Write a Blog >>
MSR 2022
Mon 23 - Tue 24 May 2022
co-located with ICSE 2022

MSR 2022 features the new “Vision and Reflection” track, which seeks to invite MSR experts to give mini-keynotes reflecting on how the MSR community has gotten to its current state and on providing a vision about the future of MSR. More concretely, this year’s edition of the track consists of 2 sessions, i.e., one reflecting on the past and one focusing on the future. The session about the “past” involves looking back at popular ideas and common expectations about MSR research from the early beginning of the field, to see the extent to which those expectations have been met or have evolved. The session about the “future” explores emerging topics and themes in MSR research and the extent to which the field is able to address those.

For the past session, we will hold the following mini keynotes:


Title: Back to the future: Empirical Revolution(s) in Software Engineering

Mockus

Audris Mockus

University of Tennessee

Abstract: The desire to better understand software development lead to numerous attempts to quantify it. Easy-to-measure artifacts, such as source code, could provide only the most basic understanding of the entire development process and the attempts to directly measure quality and effort were cost-prohibitive, error-prone, and rarely shared with researchers or made public. The rise of open source not only provided a reliable software infrastructure but also the rich data source for the software engineering community to finally measure aspects of software development never seen before. Over time and with increased use of open source software, actual developers increasingly need to deal not just with their own project but with projects upstream, downstream, or sideways in the huge open source software supply chain. Measures derived from the entire software supply chain are now likely to bring about the next software engineering revolution.

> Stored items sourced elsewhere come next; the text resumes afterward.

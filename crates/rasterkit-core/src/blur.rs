//! 3x3 binomial blur.
//!
//! A single pass of the separable 1-2-1 binomial kernel (weights summing
//! to 16). Samples beyond an edge are clamped to the nearest pixel, so
//! borders keep their overall brightness instead of darkening.

use crate::error::Result;
use crate::raster::{Color, Raster, CHANNELS};

/// Kernel weights for offsets -1, 0, 1.
const WEIGHTS: [u32; 3] = [1, 2, 1];

/// Blur `src` into a new raster. All four channels are filtered
/// independently.
///
/// # Errors
///
/// Propagates any error from allocating the destination raster.
pub fn blur(src: &Raster) -> Result<Raster> {
    let width = src.width();
    let height = src.height();
    let bytes = src.as_bytes();
    let mut out = Raster::new(width, height)?;

    let w = width as i64;
    let h = height as i64;
    for y in 0..h {
        for x in 0..w {
            let mut sums = [0u32; CHANNELS];
            for (dy, wy) in (-1..=1).zip(WEIGHTS) {
                let sy = (y + dy).clamp(0, h - 1) as usize;
                for (dx, wx) in (-1..=1).zip(WEIGHTS) {
                    let sx = (x + dx).clamp(0, w - 1) as usize;
                    let pos = (sy * width as usize + sx) * CHANNELS;
                    let weight = wy * wx;
                    for k in 0..CHANNELS {
                        sums[k] += weight * bytes[pos + k] as u32;
                    }
                }
            }
            out.set_pixel(
                x as u32,
                y as u32,
                Color::rgba(
                    ((sums[0] + 8) / 16) as u8,
                    ((sums[1] + 8) / 16) as u8,
                    ((sums[2] + 8) / 16) as u8,
                    ((sums[3] + 8) / 16) as u8,
                ),
            );
        }
    }
    Ok(out)
}

#[cfg(test)]
mod tests {
    use super::*;
    use crate::raster::Rect;

    #[test]
    fn test_blur_preserves_solid_color() {
        let src = Raster::filled(10, 10, Color::rgb(40, 80, 120)).unwrap();
        let out = blur(&src).unwrap();
        for y in 0..10 {
            for x in 0..10 {
                assert_eq!(out.get_pixel(x, y), Color::rgb(40, 80, 120));
            }
        }
    }

    #[test]
    fn test_blur_cross_scenario() {
        // White raster with a red vertical line at x=15 and a red
        // horizontal line at y=15.
        let mut src = Raster::filled(40, 30, Color::WHITE).unwrap();
        src.fill_rect(Rect::new(15, 0, 1, 30), Color::RED);
        src.fill_rect(Rect::new(0, 15, 40, 1), Color::RED);

        let out = blur(&src).unwrap();

        // Corners stay white.
        for (x, y) in [(1, 1), (38, 1), (1, 28), (38, 28)] {
            assert_eq!(out.get_pixel(x, y), Color::WHITE, "corner ({x},{y})");
        }

        let assert_range = |points: &[(u32, u32)], min: u8, max: u8| {
            for &(x, y) in points {
                let c = out.get_pixel(x, y);
                assert_eq!(c.r, 255, "({x},{y})");
                assert_eq!(c.a, 255, "({x},{y})");
                for v in [c.g, c.b] {
                    assert!(
                        v > min && v < max,
                        "({x},{y}) channel {v} outside ({min},{max})"
                    );
                }
            }
        };

        // On the lines: whitish red, including the clamped edge pixels.
        assert_range(
            &[
                (0, 15),
                (1, 15),
                (8, 15),
                (20, 15),
                (38, 15),
                (39, 15),
                (15, 0),
                (15, 8),
                (15, 29),
            ],
            120,
            136,
        );

        // Near the cross center: redder.
        assert_range(&[(15, 14), (14, 15), (15, 15), (16, 15), (15, 16)], 50, 100);

        // Beside the lines: reddish white.
        assert_range(
            &[(0, 14), (8, 14), (20, 16), (14, 0), (16, 8), (14, 20)],
            185,
            195,
        );

        // Diagonal neighbors of the cross center.
        assert_range(&[(14, 14), (16, 14), (14, 16), (16, 16)], 130, 150);
    }

    #[test]
    fn test_blur_keeps_extent() {
        let src = Raster::filled(7, 3, Color::BLUE).unwrap();
        let out = blur(&src).unwrap();
        assert_eq!(out.width(), 7);
        assert_eq!(out.height(), 3);
    }

    #[test]
    fn test_blur_single_pixel() {
        let src = Raster::filled(1, 1, Color::rgba(9, 9, 9, 200)).unwrap();
        let out = blur(&src).unwrap();
        assert_eq!(out.get_pixel(0, 0), Color::rgba(9, 9, 9, 200));
    }
}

Bio: Audris Mockus received BS and MS degrees in applied mathematics from the Moscow Institute of Physics and Technology in 1988, the MS degree in 1991 and a PhD degree in statistics from Carnegie Mellon University in 1994. He studies software developers’ culture and behavior through the recovery, documentation, and analysis of digital remains. These digital traces reflect projections of collective and individual activity. He reconstructs the reality from these projections by designing data mining methods to summarize and augment these digital traces, interactive visualization techniques to inspect, present, and control the behavior of teams and individuals, and statistical models and optimization techniques to understand the nature of individual and collective behavior. Mockus is the Ericsson-Harlan Mills Chair Professor in the Min H. Kao Department of Electrical Engineering and Computer Science at UT. He also continues to work part-time at Avaya Labs Research. Previously he worked in the Software Production Research Department at Bell Labs. He is a member of the IEEE and ACM.


Title: Engineering the MSR Field and the Joy of Research

Hassan

Ahmed E. Hassan

Queen’s University

Abstract: The joy of exploring the unknowns and trailblazing new directions is what drives many researchers. However such activities come with great risks. It is of great importance for us to encourage such activities for the community as a whole to grow and thrive.

For the past 20 years, the MSR community has led many innovations (e.g., the data track, the challenge track, registered reports, and the MSR awards) with an eye on encouraging risks and bringing joy to MSR researchers. Over the years, the SE community has adopted many MSR innovations that have had an enormous impact on the rigour and sophistication of SE research.

In this brief talk, I will explain the motivation behind many of these MSR innovations while discussing challenges in the road ahead, as the rigour and sophistication expectations of published research threaten the freedoms and joys of researchers, in turn slowing the overall progress of our field.

Bio: Ahmed E. Hassan is the NSERC/RIM Industrial Research Chair in Software Engineering for Ultra Large Scale systems and the Canada Research Chair in Software Analytics at the School of Computing in Queen’s University. Dr. Hassan spearheaded the organization and creation of the Mining Software Repositories (MSR) conference and its research community. He co-edited special issues of the IEEE Transaction on Software Engineering and the Journal of Empirical Software Engineering on the MSR topic. Early tools and techniques developed by Dr. Hassan’s team are already integrated into products used by millions of users worldwide. Dr. Hassan industrial experience includes helping architect the Blackberry wireless platform at RIM, and working for IBM Research at the Almaden Research Lab and the Computer Research Lab at Nortel Networks. Dr. Hassan is the named inventor of patents at several jurisdictions around the world including the United States, Europe, India, Canada, and Japan. Dr. Hassan received the Ph.D., MMath, and BMath degrees from the School of Computer Science at the University of Waterloo in Canada.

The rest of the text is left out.